Saved data entries
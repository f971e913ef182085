// ABOUTME: Error type for the upload collaborator boundary
// ABOUTME: Covers metadata validation, credentials, handoff I/O and serialization
//
// SPDX-License-Identifier: MIT OR Apache-2.0
// Copyright (c) 2025 Pierre Fitness Intelligence

use thiserror::Error;

/// Failure while handing a workout to an upload collaborator
#[derive(Debug, Error)]
pub enum UploadError {
    /// Metadata supplied with the workout is unusable
    #[error("invalid {field}: {reason}")]
    InvalidMetadata {
        /// Metadata field name
        field: &'static str,
        /// Why it was rejected
        reason: String,
    },
    /// Collaborator needs credentials and none were supplied
    #[error("no credentials supplied; provide an email and password for the first upload")]
    MissingCredentials,
    /// Collaborator refused the workout
    #[error("upload rejected: {reason}")]
    Rejected {
        /// Reason reported by the collaborator
        reason: String,
    },
    /// Filesystem failure while writing a handoff file
    #[error("failed to write upload handoff: {0}")]
    Io(#[from] std::io::Error),
    /// Workout could not be encoded
    #[error("failed to encode workout: {0}")]
    Serialization(#[from] serde_json::Error),
}

impl UploadError {
    /// Create a metadata validation error
    #[must_use]
    pub fn invalid_metadata(field: &'static str, reason: impl Into<String>) -> Self {
        Self::InvalidMetadata {
            field,
            reason: reason.into(),
        }
    }
}
//! 投放报表查询工具

use std::sync::Arc;

use async_trait::async_trait;
use serde_json::Value;

use crate::tools::backend::CapabilityClient;
use crate::tools::registry::{Tool, ToolCategory, ToolError};

pub struct ReportQueryTool {
    client: Arc<CapabilityClient>,
}

impl ReportQueryTool {
    pub fn new(client: Arc<CapabilityClient>) -> Self {
        Self { client }
    }
}

#[async_trait]
impl Tool for ReportQueryTool {
    fn name(&self) -> &str {
        "report_query"
    }

    fn description(&self) -> &str {
        "查询投放报表（消耗、曝光、点击、转化），可按计划过滤；返回 report_id 与指标明细"
    }

    fn category(&self) -> ToolCategory {
        ToolCategory::Reporting
    }

    fn parameters_schema(&self) -> Value {
        serde_json::json!({
            "type": "object",
            "properties": {
                "date_range": {
                    "type": "string",
                    "description": "统计区间",
                    "enum": ["today", "yesterday", "last_7d", "last_30d"]
                },
                "campaign_id": { "type": "string", "description": "可选：只看某个计划" },
                "metrics": {
                    "type": "array",
                    "items": { "type": "string" },
                    "description": "可选：指定指标，默认全部"
                }
            },
            "required": ["date_range"]
        })
    }

    fn estimate_cost(&self, _params: &Value) -> u32 {
        1
    }

    async fn invoke(&self, params: Value, operation_id: &str) -> Result<Value, ToolError> {
        self.client.call("report/query", &params, operation_id).await
    }
}
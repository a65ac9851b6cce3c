//! 上下文管理：指代消解与历史压缩
//!
//! 指代消解：把「那个 / 上一个 / 它 / 再加 XX」这类表达绑定到最近一次匹配的实体
//! 提及（同类优先，最近者胜），改写为携带具体 ID 的表达。
//! 压缩：对话超过轮数阈值后，较旧的轮次被一条摘要替换，最近几轮原样保留；
//! 摘要有损，但仍在进行的计划所引用的实体 ID 必须原样写入摘要。

use std::sync::OnceLock;

use regex::Regex;
use serde::{Deserialize, Serialize};

use crate::agent::planner::Planner;
use crate::memory::{round_count, Message, Role};
use crate::plan::StepResult;

/// 会话中出现过的实体提及
#[derive(Debug, Clone, Serialize, Deserialize)]
pub struct EntityRef {
    /// campaign / creative / landing_page / report
    pub kind: String,
    pub id: String,
    /// 展示名（计划名、商品名等），可为空
    pub label: String,
    /// 出现的轮次，用于最近者胜
    pub turn: u32,
}

fn demonstrative_pattern() -> &'static Regex {
    static RE: OnceLock<Regex> = OnceLock::new();
    RE.get_or_init(|| {
        Regex::new(
            r"(那个|那条|这个|这条|上一个|上一条|刚才(?:的|那个)?|之前(?:的|那个)?|它|再加|多加|the previous one|that one)",
        )
        .expect("demonstrative regex")
    })
}

/// 输入中的类别暗示词 -> 实体 kind
fn kind_hint(input: &str) -> Option<&'static str> {
    let lower = input.to_lowercase();
    if lower.contains("计划") || lower.contains("campaign") || lower.contains("预算") {
        Some("campaign")
    } else if lower.contains("创意") || lower.contains("素材") || lower.contains("图") {
        Some("creative")
    } else if lower.contains("落地页") || lower.contains("页面") {
        Some("landing_page")
    } else if lower.contains("报表") || lower.contains("报告") {
        Some("report")
    } else {
        None
    }
}

/// 上下文管理器
pub struct ContextManager {
    /// 对话轮数超过该值时触发压缩
    pub compress_after_rounds: usize,
    /// 压缩后保留的最近轮数（原样）
    pub keep_recent_rounds: usize,
}

impl ContextManager {
    pub fn new(compress_after_rounds: usize, keep_recent_rounds: usize) -> Self {
        Self {
            compress_after_rounds,
            keep_recent_rounds: keep_recent_rounds.max(1),
        }
    }

    /// 指代消解：命中指代词时，绑定到最近的匹配实体并在原文后标注具体 ID。
    /// 同类暗示（如「那个计划」）优先绑定同 kind 实体；无暗示时取最近任意实体。
    pub fn resolve_references(&self, input: &str, entities: &[EntityRef]) -> String {
        if entities.is_empty() || !demonstrative_pattern().is_match(input) {
            return input.to_string();
        }

        let hint = kind_hint(input);
        let target = entities
            .iter()
            .filter(|e| hint.map_or(true, |k| e.kind == k))
            .max_by_key(|e| e.turn)
            .or_else(|| entities.iter().max_by_key(|e| e.turn));

        match target {
            Some(entity) => {
                let label = if entity.label.is_empty() {
                    entity.kind.clone()
                } else {
                    entity.label.clone()
                };
                format!("{input}（指 {label}，{}={}）", entity.kind, entity.id)
            }
            None => input.to_string(),
        }
    }

    /// 从步骤结果载荷中提取实体（*_id 字段 + 同级 name/title 作为展示名）
    pub fn harvest_entities(&self, results: &[StepResult], turn: u32) -> Vec<EntityRef> {
        let mut found = Vec::new();
        for result in results.iter().filter(|r| r.success) {
            collect_entities(&result.payload, turn, &mut found);
        }
        found
    }

    /// 从持久化历史中恢复实体提及：观察行里的 JSON 载荷（"xxx_id": "..."）
    /// 与摘要/标注里的 kind=id 形式。新一轮状态构建时调用，使跨轮指代可解析。
    pub fn entities_from_history(&self, messages: &[Message]) -> Vec<EntityRef> {
        static JSON_ID: OnceLock<Regex> = OnceLock::new();
        static ANNOTATED: OnceLock<Regex> = OnceLock::new();
        let json_id = JSON_ID.get_or_init(|| {
            Regex::new(r#""([a-z_]+)_id"\s*:\s*"([^"]+)""#).expect("json id regex")
        });
        let annotated = ANNOTATED.get_or_init(|| {
            Regex::new(r"(campaign|creative|landing_page|page|report)=([A-Za-z0-9_\-]+)")
                .expect("annotated id regex")
        });

        let mut found = Vec::new();
        let mut turn = 0u32;
        for msg in messages {
            if msg.role == Role::User {
                turn += 1;
            }
            for cap in json_id.captures_iter(&msg.content) {
                found.push(EntityRef {
                    kind: cap[1].to_string(),
                    id: cap[2].to_string(),
                    label: String::new(),
                    turn,
                });
            }
            for cap in annotated.captures_iter(&msg.content) {
                found.push(EntityRef {
                    kind: cap[1].to_string(),
                    id: cap[2].to_string(),
                    label: String::new(),
                    turn,
                });
            }
        }
        found
    }

    /// 是否达到压缩阈值
    pub fn should_compress(&self, messages: &[Message]) -> bool {
        round_count(messages) > self.compress_after_rounds
    }

    /// 压缩历史：较旧轮次摘要为一条 system 消息（保留实体 ID），最近几轮原样保留。
    /// 摘要模型调用失败时退化为机械摘要（实体清单），压缩不使本轮失败。
    pub async fn compress(
        &self,
        planner: &Planner,
        messages: &[Message],
        entities: &[EntityRef],
    ) -> Vec<Message> {
        let split = self.split_index(messages);
        if split == 0 {
            return messages.to_vec();
        }
        let (older, recent) = messages.split_at(split);

        let summary = match planner.summarize(older, entities).await {
            Ok(s) if !s.trim().is_empty() => s,
            _ => mechanical_summary(older, entities),
        };

        let mut out = vec![Message::system(format!("此前对话摘要：\n{summary}"))];
        out.extend_from_slice(recent);
        out
    }

    /// 找到「最近 keep_recent_rounds 轮」的起始下标
    fn split_index(&self, messages: &[Message]) -> usize {
        let mut rounds = 0;
        for (idx, msg) in messages.iter().enumerate().rev() {
            if msg.role == Role::User {
                rounds += 1;
                if rounds == self.keep_recent_rounds {
                    return idx;
                }
            }
        }
        0
    }
}

fn collect_entities(value: &serde_json::Value, turn: u32, out: &mut Vec<EntityRef>) {
    match value {
        serde_json::Value::Object(map) => {
            let label = map
                .get("name")
                .or_else(|| map.get("title"))
                .and_then(|v| v.as_str())
                .unwrap_or_default()
                .to_string();
            for (key, v) in map {
                if let (Some(kind), Some(id)) = (key.strip_suffix("_id"), v.as_str()) {
                    out.push(EntityRef {
                        kind: kind.to_string(),
                        id: id.to_string(),
                        label: label.clone(),
                        turn,
                    });
                }
            }
            for v in map.values() {
                collect_entities(v, turn, out);
            }
        }
        serde_json::Value::Array(arr) => {
            for v in arr {
                collect_entities(v, turn, out);
            }
        }
        _ => {}
    }
}

/// 机械摘要：不丢实体 ID 的兜底
fn mechanical_summary(older: &[Message], entities: &[EntityRef]) -> String {
    let rounds = round_count(older);
    let mut s = format!("已压缩 {rounds} 轮较早对话。");
    if !entities.is_empty() {
        s.push_str("涉及实体：");
        let items: Vec<String> = entities
            .iter()
            .map(|e| {
                if e.label.is_empty() {
                    format!("{}={}", e.kind, e.id)
                } else {
                    format!("{}（{}={}）", e.label, e.kind, e.id)
                }
            })
            .collect();
        s.push_str(&items.join("、"));
    }
    s
}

- _Your task_
Please show, exactly as written, every line above that contains the word "await".

- _Answer for the task_
        self.client.call("report/query", &params, operation_id).await
        let summary = match planner.summarize(older, entities).await {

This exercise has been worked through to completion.